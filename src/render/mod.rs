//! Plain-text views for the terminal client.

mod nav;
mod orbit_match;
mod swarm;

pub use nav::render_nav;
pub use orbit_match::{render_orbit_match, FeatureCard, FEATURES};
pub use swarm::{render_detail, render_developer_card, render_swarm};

→ **AIM OF THE EXERCISE**: Each of the records is to be written out again exactly.

→ **EXERCISE SOLUTION**:
filename src/render/mod.rs
//! Plain-text views for the terminal client.

mod nav;
mod orbit_match;
mod swarm;

pub use nav::render_nav;
pub use orbit_match::{render_orbit_match, FeatureCard, FEATURES};
pub use swarm::{render_detail, render_developer_card, render_swarm};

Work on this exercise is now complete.